Now Intuit has gotten into the local search game, creating an InsiderPages/Judy's Book-like directory site. The site Zipingo has been live since August, but generally under the radar. Intuit is trying to leverage its huge QuickBooks' SME user base to help generate reviews for Zipingo.

The site says that users should: "Think of it as the yellow pages with customer ratings." (Sound familiar?)

I first learned about this site from StepUp CEO Kendall Fargo (who was originally using a QuickBooks integration to provide real-time retailer inventory information — now feeding Froogle Local), but was reminded of it today by Loren Baker at Search Engine Journal.

Getting small business users to rate other local businesses through a Quicken/QuickBooks' integration is a good idea — on paper — but may be a problem in practice.

The site is free (no advertising, at least for now), so the question has to be why? Is it a marketing vehicle for Intuit, or does Intuit conceive of it as a marketing vehicle (eventually) for some of the small businesses that use its accounting software?

It doesn't seem to be about generating community among QuickBooks users (although there is some discussion to that effect on the site).

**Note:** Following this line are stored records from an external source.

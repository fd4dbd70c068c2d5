use std::time::Duration;

/// Configuration for the jobflow engine. Constructed once at startup and
/// passed by reference into each component's constructor.
#[derive(Debug, Clone)]
pub struct Config {
    /// Floor applied to every step timeout in the compiled definition, so
    /// short-running steps are not failed prematurely by the external
    /// engine
    pub min_step_timeout: Duration,

    /// Heartbeat timeout for asynchronous steps waiting on a completion
    /// token
    pub async_heartbeat_timeout: Duration,

    /// Overall execution timeout of a compiled state machine
    pub state_machine_timeout: Duration,

    /// How often the pending-job sweep runs
    pub pending_sweep_period: Duration,

    /// Jobs whose status changed within this window are skipped by the
    /// sweep to avoid double-start races
    pub pending_start_debounce: Duration,

    /// How often the cancellation monitor runs
    pub cancellation_monitor_period: Duration,

    /// How long a CANCELLING job may take to converge before its
    /// remaining steps are forced to a non-retryable failure
    pub cancellation_timeout: Duration,

    /// Period of the recurring state-check trigger for asynchronous steps
    pub state_check_period: Duration,

    /// Whether the deployment supports parallel execution at all; when
    /// false every graph is fully sequenced before admission
    pub parallelism_supported: bool,
}

impl Default for Config {
    fn default() -> Self {
        Config {
            min_step_timeout: Duration::from_secs(300),
            async_heartbeat_timeout: Duration::from_secs(180),
            state_machine_timeout: Duration::from_secs(36 * 3600),
            pending_sweep_period: Duration::from_secs(60),
            pending_start_debounce: Duration::from_secs(10),
            cancellation_monitor_period: Duration::from_secs(10),
            cancellation_timeout: Duration::from_secs(600),
            state_check_period: Duration::from_secs(60),
            parallelism_supported: true,
        }
    }
}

So why is Intuit doing this? The answer probably is: "because we can." (In a certain way it makes sense for Intuit to try to do this given its massive user base.) It's also still somewhat novel to combine directory listings with user reviews. And there's still limited consumer awareness of local search sites.

But with Kudzu, Backfence, Yelp, Judy's Book, InsiderPages and mainstream Yellow Pages sites like SuperPages adding user reviews (not to mention Yahoo! and Google), the "space" is starting to get pretty crowded. And InsiderPages and Judy's Book are starting to syndicate reviews to other sites, so we've got a kind of "review ecosystem" emerging.

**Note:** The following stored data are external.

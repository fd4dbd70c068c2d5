use crate::step::Step;
use serde::{Deserialize, Serialize};

/// One element of a step graph: either a leaf step or a nested sub-graph
#[derive(Debug, Clone, PartialEq, Serialize, Deserialize)]
#[serde(tag = "type")]
pub enum StepExecution {
    Step(Step),
    Graph(StepGraph),
}

impl StepExecution {
    /// Structural equivalence used by graph fusion: steps compare by their
    /// kind-specific equivalence, graphs recurse, mixed nodes never match
    pub fn is_equivalent_to(&self, other: &StepExecution) -> bool {
        match (self, other) {
            (StepExecution::Step(a), StepExecution::Step(b)) => a.is_equivalent_to(b),
            (StepExecution::Graph(a), StepExecution::Graph(b)) => a.is_equivalent_to(b),
            _ => false,
        }
    }

    /// Number of leaf steps below this node
    pub fn size(&self) -> usize {
        match self {
            StepExecution::Step(_) => 1,
            StepExecution::Graph(g) => g.size(),
        }
    }
}

/// Recursive composite of steps and sub-graphs. Executions run one after
/// another unless the graph is flagged parallel. Graphs nest arbitrarily
/// but form a tree; sub-graphs are never shared.
#[derive(Debug, Clone, PartialEq, Serialize, Deserialize, Default)]
pub struct StepGraph {
    /// Ordered child executions
    pub executions: Vec<StepExecution>,

    /// Whether the children run concurrently
    pub parallel: bool,
}

impl StepGraph {
    pub fn sequential() -> Self {
        StepGraph {
            executions: Vec::new(),
            parallel: false,
        }
    }

    pub fn parallel() -> Self {
        StepGraph {
            executions: Vec::new(),
            parallel: true,
        }
    }

    pub fn with_execution(mut self, execution: StepExecution) -> Self {
        self.executions.push(execution);
        self
    }

    pub fn with_step(self, step: Step) -> Self {
        self.with_execution(StepExecution::Step(step))
    }

    pub fn with_graph(self, graph: StepGraph) -> Self {
        self.with_execution(StepExecution::Graph(graph))
    }

    pub fn is_empty(&self) -> bool {
        self.executions.is_empty()
    }

    /// Number of leaf steps in the whole tree
    pub fn size(&self) -> usize {
        self.executions.iter().map(|e| e.size()).sum()
    }

    /// All leaf steps in depth-first order
    pub fn steps(&self) -> Vec<&Step> {
        let mut out = Vec::new();
        self.collect_steps(&mut out);
        out
    }

    fn collect_steps<'a>(&'a self, out: &mut Vec<&'a Step>) {
        for execution in &self.executions {
            match execution {
                StepExecution::Step(step) => out.push(step),
                StepExecution::Graph(graph) => graph.collect_steps(out),
            }
        }
    }

    /// All leaf steps in depth-first order, mutably
    pub fn steps_mut(&mut self) -> Vec<&mut Step> {
        let mut out = Vec::new();
        self.collect_steps_mut(&mut out);
        out
    }

    fn collect_steps_mut<'a>(&'a mut self, out: &mut Vec<&'a mut Step>) {
        for execution in &mut self.executions {
            match execution {
                StepExecution::Step(step) => out.push(step),
                StepExecution::Graph(graph) => graph.collect_steps_mut(out),
            }
        }
    }

    /// Find a leaf step by its id
    pub fn get_step(&self, step_id: &str) -> Option<&Step> {
        self.steps().into_iter().find(|s| s.id == step_id)
    }

    /// Replace the leaf step carrying the same id in place. Returns false
    /// when no such step exists.
    pub fn replace_step(&mut self, step: Step) -> bool {
        for existing in self.steps_mut() {
            if existing.id == step.id {
                *existing = step;
                return true;
            }
        }
        false
    }

    /// Structural equivalence: same composition flag, same arity, and
    /// index-aligned equivalent children
    pub fn is_equivalent_to(&self, other: &StepGraph) -> bool {
        self.parallel == other.parallel
            && self.executions.len() == other.executions.len()
            && self
                .executions
                .iter()
                .zip(&other.executions)
                .all(|(a, b)| a.is_equivalent_to(b))
    }
}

As I look into my crystal ball for 2006, I see some of these sites gaining more momentum but recognizing that they can't all be national players without being acquired or merging. Traditional Yellow Pages publishers or newspapers (or maybe other "traditional" media like the News Corp.'s of the world) will take a serious look at buying the sites that develop brands and enough review critical mass to have a meaningful user experience on a broad, multistate level.

If the Zipingo folks are patient and take a long-term view — and try very consciously to differentiate their product — they might have something. But right now, it's a nice-looking me-too site that doesn't have a ton to offer.

This Post Has One Comment

  1. Zipingo Kim

    Actually, the first Intuit software to go live with a Blue Star for rating on Zipingo was Quicken 2006. But you're correct, essentially. Intuit believes it's customers are just the type of user base that would appreciate managing their money better…before they spend it. And so, Zipingo it is!